Se la cava invece benissimo il protagonista, Ludovico Girardello, classe 2001 da Vittorio Veneto. Pur con una padronanza della voce ancora immatura sa reggere fino in fondo la parte e ha il coraggio di prestarsi a diverse scene di nudo per tutta la prima parte del film. Questo è infatti uno degli aspetti positivi della pellicola, un’audacia con cui Salvatores vince senza risultare morboso né gratuito. Come in Educazione Siberiana (2013), la nudità diventa mezzo di espressione di sé e socialità, il ponte con cui collegarsi all’altro e a se stesso, soprattutto in un’età, l’adolescenza, in cui il corpo a volte ha la meglio su testa e cuore, a causa dell’inesperienza del giovane ancora incapace di gestire i propri stimoli e le proprie potenzialità.

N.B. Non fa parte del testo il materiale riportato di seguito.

use thiserror::Error;
use tutor_core::error::TutorError;

/// Longest response-body excerpt carried in an error.
const SNIPPET_MAX_CHARS: usize = 512;

/// Errors from a completion call.
#[derive(Debug, Error)]
#[non_exhaustive]
pub enum LlmError {
    #[error("API key is missing (set {0})")]
    MissingApiKey(String),

    #[error("invalid endpoint: {0}")]
    InvalidEndpoint(String),

    #[error("HTTP {status} from {url}: {snippet}")]
    HttpStatus {
        status: u16,
        url: String,
        snippet: String,
    },

    #[error("decode error: {0}")]
    Decode(String),

    #[error("transport error: {0}")]
    Transport(#[from] reqwest::Error),

    #[error("mock completion failed: {0}")]
    Mock(String),
}

impl From<LlmError> for TutorError {
    fn from(err: LlmError) -> Self {
        TutorError::Llm(err.to_string())
    }
}

/// Bounded, single-line excerpt of a response body for logs and errors.
pub fn make_snippet(body: &str) -> String {
    let flat: String = body
        .chars()
        .map(|c| if c.is_control() { ' ' } else { c })
        .collect();
    let flat = flat.trim();
    if flat.chars().count() <= SNIPPET_MAX_CHARS {
        return flat.to_string();
    }
    let mut snippet: String = flat.chars().take(SNIPPET_MAX_CHARS).collect();
    snippet.push_str("...");
    snippet
}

Reggono bene anche alcuni paralleli tra contenuto e forma. La “mostruosità” di cui si autoaccusa il giovane protagonista è quella distorta con cui gli altri lo vedono, così come il desiderio di sparire diventa poi una realtà che in parte handicapizza il ragazzo già di suo parecchio frustrato e in crisi con il mondo famigliare e sociale. Allo stesso modo, i “poteri”, ricordano le grandi responsabilità di Spiderman (2002), citato fin dall’inizio del film, e di conseguenza una presa di coscienza del proprio ruolo nel mondo.
Purtroppo è tutto molto sterile e freddo, veloce e poco partecipato. Anche l’ambientazione triestina, i luoghi, esterni e interni, sono freddi, schematici e spersonalizzati. Il minimalismo qui non aiuta a ricreare fuori dal personaggio la sua psiche e la sua anima, ma lo frena e lo zavorra. Per non parlare dei cattivi russi: tutto molto stereotipato, certo, come un buon fumetto, ma il cinema di Salvatores, che resta uno dei migliori in assoluto, deve andare oltre.

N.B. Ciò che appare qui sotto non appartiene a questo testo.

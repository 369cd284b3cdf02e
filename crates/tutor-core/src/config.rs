use std::path::Path;

use serde::{Deserialize, Serialize};
use tracing::{info, warn};

use crate::error::{Result, TutorError};
use crate::types::CodeOutputPreference;

/// Top-level configuration for the tutor.
///
/// Loaded from `~/.tutor/config.toml` by default. Every section falls back to
/// its defaults when omitted, so an empty file is a valid configuration.
#[derive(Debug, Clone, Default, Serialize, Deserialize)]
pub struct TutorConfig {
    #[serde(default)]
    pub general: GeneralConfig,
    #[serde(default)]
    pub llm: LlmConfig,
    #[serde(default)]
    pub chat: ChatConfig,
}

impl TutorConfig {
    /// Load configuration from a TOML file.
    ///
    /// Returns an error if the file cannot be read or parsed.
    pub fn load(path: &Path) -> Result<Self> {
        let content = std::fs::read_to_string(path)?;
        let config: TutorConfig = toml::from_str(&content)?;
        info!("Configuration loaded from {}", path.display());
        Ok(config)
    }

    /// Load configuration from a TOML file, falling back to defaults if the
    /// file does not exist or cannot be parsed.
    pub fn load_or_default(path: &Path) -> Self {
        match Self::load(path) {
            Ok(config) => config,
            Err(e) => {
                warn!(
                    "Failed to load config from {}: {}. Using defaults.",
                    path.display(),
                    e
                );
                Self::default()
            }
        }
    }

    /// Save the current configuration to a TOML file.
    pub fn save(&self, path: &Path) -> Result<()> {
        if let Some(parent) = path.parent() {
            std::fs::create_dir_all(parent)?;
        }
        let content =
            toml::to_string_pretty(self).map_err(|e| TutorError::Config(e.to_string()))?;
        std::fs::write(path, content)?;
        info!("Configuration saved to {}", path.display());
        Ok(())
    }
}

/// General application settings.
#[derive(Debug, Clone, Serialize, Deserialize)]
#[serde(default)]
pub struct GeneralConfig {
    /// Log level: trace, debug, info, warn, error.
    pub log_level: String,
    /// Directory where CLI session files are kept.
    pub data_dir: String,
}

impl Default for GeneralConfig {
    fn default() -> Self {
        Self {
            log_level: "info".to_string(),
            data_dir: "~/.tutor/sessions".to_string(),
        }
    }
}

/// Language-model endpoint settings.
#[derive(Debug, Clone, Serialize, Deserialize)]
#[serde(default)]
pub struct LlmConfig {
    /// Base URL of an OpenAI-compatible API (without `/v1/...`).
    pub endpoint: String,
    /// Chat model identifier.
    pub model: String,
    /// Name of the environment variable holding the API key.
    pub api_key_env: String,
    /// Request timeout in seconds.
    pub timeout_secs: u64,
    /// Optional nucleus sampling cutoff.
    pub top_p: Option<f32>,
}

impl Default for LlmConfig {
    fn default() -> Self {
        Self {
            endpoint: "https://api.openai.com".to_string(),
            model: "gpt-4o".to_string(),
            api_key_env: "OPENAI_API_KEY".to_string(),
            timeout_secs: 60,
            top_p: None,
        }
    }
}

/// Conversation pipeline settings.
#[derive(Debug, Clone, Serialize, Deserialize)]
#[serde(default)]
pub struct ChatConfig {
    /// Preference used when a request does not name one.
    pub default_code_output_preference: CodeOutputPreference,
    /// Log dropped history records at `warn` instead of `debug`.
    pub strict_history: bool,
    /// Maximum accepted question length in characters.
    pub max_message_length: usize,
    /// Sampling temperature applied to every turn, overriding the per-type table.
    pub temperature_override: Option<f32>,
}

impl Default for ChatConfig {
    fn default() -> Self {
        Self {
            default_code_output_preference: CodeOutputPreference::WithCode,
            strict_history: false,
            max_message_length: 8000,
            temperature_override: None,
        }
    }
}

#[cfg(test)]
mod tests {
    use super::*;
    use std::io::Write;
    use tempfile::NamedTempFile;

    fn create_temp_config(content: &str) -> NamedTempFile {
        let mut file = NamedTempFile::new().unwrap();
        file.write_all(content.as_bytes()).unwrap();
        file
    }

    #[test]
    fn test_default_config() {
        let config = TutorConfig::default();
        assert_eq!(config.general.log_level, "info");
        assert_eq!(config.general.data_dir, "~/.tutor/sessions");
        assert_eq!(config.llm.model, "gpt-4o");
        assert_eq!(config.llm.endpoint, "https://api.openai.com");
        assert_eq!(config.llm.api_key_env, "OPENAI_API_KEY");
        assert_eq!(config.llm.timeout_secs, 60);
        assert_eq!(
            config.chat.default_code_output_preference,
            CodeOutputPreference::WithCode
        );
        assert!(!config.chat.strict_history);
        assert!(config.chat.temperature_override.is_none());
    }

    #[test]
    fn test_load_valid_config() {
        let content = r#"
[general]
log_level = "debug"

[llm]
model = "gpt-4o-mini"
timeout_secs = 15

[chat]
default_code_output_preference = "PseudoCode"
strict_history = true
temperature_override = 0.4
"#;
        let file = create_temp_config(content);
        let config = TutorConfig::load(file.path()).unwrap();
        assert_eq!(config.general.log_level, "debug");
        assert_eq!(config.general.data_dir, "~/.tutor/sessions");
        assert_eq!(config.llm.model, "gpt-4o-mini");
        assert_eq!(config.llm.timeout_secs, 15);
        assert_eq!(config.llm.endpoint, "https://api.openai.com");
        assert_eq!(
            config.chat.default_code_output_preference,
            CodeOutputPreference::PseudoCode
        );
        assert!(config.chat.strict_history);
        assert_eq!(config.chat.temperature_override, Some(0.4));
    }

    #[test]
    fn test_load_empty_file_gives_defaults() {
        let file = create_temp_config("");
        let config = TutorConfig::load(file.path()).unwrap();
        assert_eq!(config.chat.max_message_length, 8000);
    }

    #[test]
    fn test_load_invalid_toml_is_config_error() {
        let file = create_temp_config("[chat\nstrict_history = ");
        let err = TutorConfig::load(file.path()).unwrap_err();
        assert!(matches!(err, TutorError::Config(_)));
    }

    #[test]
    fn test_load_or_default_missing_file() {
        let config = TutorConfig::load_or_default(Path::new("/nonexistent/tutor/config.toml"));
        assert_eq!(config.llm.model, "gpt-4o");
    }

    #[test]
    fn test_unknown_preference_falls_back() {
        let file = create_temp_config("[chat]\ndefault_code_output_preference = \"Poetry\"\n");
        let config = TutorConfig::load(file.path()).unwrap();
        assert_eq!(
            config.chat.default_code_output_preference,
            CodeOutputPreference::WithCode
        );
    }

    #[test]
    fn test_save_and_reload() {
        let dir = tempfile::tempdir().unwrap();
        let path = dir.path().join("nested").join("config.toml");

        let mut config = TutorConfig::default();
        config.llm.model = "local-model".to_string();
        config.chat.strict_history = true;
        config.save(&path).unwrap();

        let reloaded = TutorConfig::load(&path).unwrap();
        assert_eq!(reloaded.llm.model, "local-model");
        assert!(reloaded.chat.strict_history);
    }
}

Resta un spettacolo totalmente per ragazzi e credo che la facile lettura del film, sia da un punto di vista contenutistico che linguistico, sia tale per permettere una miglior ricezione del prodotto tra i più giovani. Tant’è che parliamo anche di un albo a fumetti e di una novelization, di un marchio che può diventare franchise e tornare in futuro per un sequel di cui non si sente la necessità. Anche se sarebbe bello rivedere Ludovico Girardello di nuovo nei “panni” del ragazzino buffo e imbranato che lo ha proiettato nel mondo cinematografico italiano. Chissà cosa ne farebbe Bertolucci.

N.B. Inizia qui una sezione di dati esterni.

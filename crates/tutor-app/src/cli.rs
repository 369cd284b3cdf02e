//! CLI argument definitions for the tutor binary.
//!
//! Priority resolution: CLI args > env vars > config file > defaults.

use clap::{Args, Parser, Subcommand};
use std::path::PathBuf;
use tutor_core::types::{CodeOutputPreference, QuestionType};
use uuid::Uuid;

/// Tutor: C/C++ programming help over a tagged chat protocol.
#[derive(Parser, Debug)]
#[command(name = "tutor", version, about)]
pub struct CliArgs {
    /// Path to the configuration file.
    #[arg(short = 'c', long = "config", global = true)]
    pub config: Option<PathBuf>,

    /// Log level (trace, debug, info, warn, error).
    #[arg(short = 'l', long = "log-level", global = true)]
    pub log_level: Option<String>,

    #[command(subcommand)]
    pub command: Command,
}

#[derive(Subcommand, Debug)]
pub enum Command {
    /// Print the prompt that would be sent for a turn, as JSON.
    Encode {
        #[command(flatten)]
        turn: TurnArgs,

        /// JSON file holding an array of stored records, oldest first.
        #[arg(long = "history")]
        history: Option<PathBuf>,
    },

    /// Parse a raw completion (file, or stdin when omitted) and print it as JSON.
    Decode {
        input: Option<PathBuf>,
    },

    /// Ask the configured model and save the session.
    Ask {
        #[command(flatten)]
        turn: TurnArgs,

        /// Continue a saved session.
        #[arg(short = 's', long = "session")]
        session: Option<Uuid>,

        /// Print the full turn outcome as JSON.
        #[arg(long = "json")]
        json: bool,
    },
}

/// The student's side of one turn.
#[derive(Args, Debug, Clone)]
pub struct TurnArgs {
    /// The question. May be empty for code explanations.
    #[arg(default_value = "")]
    pub question: String,

    /// Question type; unknown labels fall back to GeneralQuestion. Ignored
    /// when continuing a saved session.
    #[arg(short = 't', long = "type", default_value = "GeneralQuestion", value_parser = parse_question_type)]
    pub question_type: QuestionType,

    /// File with the code under discussion.
    #[arg(long = "code")]
    pub code_file: Option<PathBuf>,

    /// Language label for the code.
    #[arg(long = "language")]
    pub language: Option<String>,

    /// NoCode, PseudoCode, or WithCode.
    #[arg(short = 'p', long = "preference", value_parser = parse_preference)]
    pub preference: Option<CodeOutputPreference>,

    /// Sampling temperature, overriding every default.
    #[arg(long = "temperature")]
    pub temperature: Option<f32>,
}

impl TurnArgs {
    /// Read the code file, if one was given.
    pub fn read_code(&self) -> std::io::Result<Option<String>> {
        self.code_file
            .as_ref()
            .map(std::fs::read_to_string)
            .transpose()
    }
}

fn parse_question_type(s: &str) -> Result<QuestionType, String> {
    Ok(QuestionType::from_label(s))
}

fn parse_preference(s: &str) -> Result<CodeOutputPreference, String> {
    s.parse().map_err(|e: tutor_core::types::UnknownLabel| e.to_string())
}

impl CliArgs {
    /// Resolve the configuration file path.
    ///
    /// Priority: --config flag > TUTOR_CONFIG env var > ~/.tutor/config.toml.
    pub fn resolve_config_path(&self) -> PathBuf {
        if let Some(ref p) = self.config {
            return p.clone();
        }
        if let Ok(p) = std::env::var("TUTOR_CONFIG") {
            return PathBuf::from(p);
        }
        default_config_path()
    }

    /// Resolve the log level.
    ///
    /// Priority: --log-level flag > config file value.
    pub fn resolve_log_level(&self, config_level: &str) -> String {
        self.log_level
            .clone()
            .unwrap_or_else(|| config_level.to_string())
    }
}

/// Default config file path for the current platform.
fn default_config_path() -> PathBuf {
    #[cfg(target_os = "windows")]
    if let Ok(home) = std::env::var("USERPROFILE") {
        return PathBuf::from(home).join(".tutor").join("config.toml");
    }
    #[cfg(not(target_os = "windows"))]
    if let Ok(home) = std::env::var("HOME") {
        return PathBuf::from(home).join(".tutor").join("config.toml");
    }
    PathBuf::from("config.toml")
}

#[cfg(test)]
mod tests {
    use super::*;

    fn parse(args: &[&str]) -> CliArgs {
        CliArgs::try_parse_from(args).unwrap()
    }

    #[test]
    fn test_encode_defaults() {
        let cli = parse(&["tutor", "encode", "What is a pointer?"]);
        match cli.command {
            Command::Encode { turn, history } => {
                assert_eq!(turn.question, "What is a pointer?");
                assert_eq!(turn.question_type, QuestionType::GeneralQuestion);
                assert!(turn.preference.is_none());
                assert!(history.is_none());
            }
            other => panic!("unexpected command: {:?}", other),
        }
    }

    #[test]
    fn test_lenient_question_type() {
        let cli = parse(&["tutor", "encode", "-t", "help_fix_code", "x"]);
        let Command::Encode { turn, .. } = cli.command else {
            panic!("expected encode");
        };
        assert_eq!(turn.question_type, QuestionType::HelpFixCode);

        let cli = parse(&["tutor", "encode", "--type", "nonsense", "x"]);
        let Command::Encode { turn, .. } = cli.command else {
            panic!("expected encode");
        };
        assert_eq!(turn.question_type, QuestionType::GeneralQuestion);
    }

    #[test]
    fn test_bad_preference_rejected() {
        assert!(CliArgs::try_parse_from(["tutor", "encode", "-p", "lots", "x"]).is_err());
        let cli = parse(&["tutor", "encode", "-p", "pseudo-code", "x"]);
        let Command::Encode { turn, .. } = cli.command else {
            panic!("expected encode");
        };
        assert_eq!(turn.preference, Some(CodeOutputPreference::PseudoCode));
    }

    #[test]
    fn test_ask_with_session_and_globals() {
        let id = Uuid::new_v4();
        let id_str = id.to_string();
        let cli = parse(&[
            "tutor",
            "ask",
            "--session",
            &id_str,
            "and then?",
            "--log-level",
            "debug",
            "--config",
            "/tmp/tutor.toml",
        ]);
        assert_eq!(cli.log_level.as_deref(), Some("debug"));
        assert_eq!(cli.resolve_config_path(), PathBuf::from("/tmp/tutor.toml"));
        assert_eq!(cli.resolve_log_level("info"), "debug");
        match cli.command {
            Command::Ask { turn, session, json } => {
                assert_eq!(session, Some(id));
                assert_eq!(turn.question, "and then?");
                assert!(!json);
            }
            other => panic!("unexpected command: {:?}", other),
        }
    }

    #[test]
    fn test_decode_stdin() {
        let cli = parse(&["tutor", "decode"]);
        assert!(matches!(cli.command, Command::Decode { input: None }));
        assert_eq!(cli.resolve_log_level("warn"), "warn");
    }

    #[test]
    fn test_read_code() {
        let mut file = tempfile::NamedTempFile::new().unwrap();
        std::io::Write::write_all(&mut file, b"int x;").unwrap();
        let path = file.path().to_string_lossy().to_string();
        let cli = parse(&["tutor", "encode", "--code", &path, "why?"]);
        let Command::Encode { turn, .. } = cli.command else {
            panic!("expected encode");
        };
        assert_eq!(turn.read_code().unwrap().as_deref(), Some("int x;"));
    }
}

Siamo comunque molto lontani da Educazione siberiana e da Io non ho paura (2003), i due capolavori recenti di Salvatores, ma Il ragazzo invisibile continua quella rassegna di preadolescenza, adolescenza e giovinezza che il regista sa sempre raccontare con tocchi di inaspettata empatia e libertà tematica. Da Michele Amitrano e Mattia Di Pierro del cult tratto da Ammaniti, passando per l’ottimo Alvaro Caleca di Come di comanda (2008) e Arnas Fedaravicius di Educazione siberiana, i giovani protagonisti di Salvatores, a cui i vestiti vanno stretti, sono il corpo acerbo del blocco sociale più sclerotizzato del nuovo millennio. Impavidi, iperedonisti, iperviziati ed iperprotetti, senza disciplina e con la totale libertà ad accedere a qualsiasi mondo grazie alla rete, gli adolescenti vengono raccontati da Salvatores più archetipalmente che socialmente, senza per questo escluderne una psicologizzazione adeguata ed efficace. Il ragazzo invisibile, è uno di loro. Il cinema di Salvatore non più. Deve tornare archetipale prima di trasformarsi in qualcosa di simile alla fiction televisiva.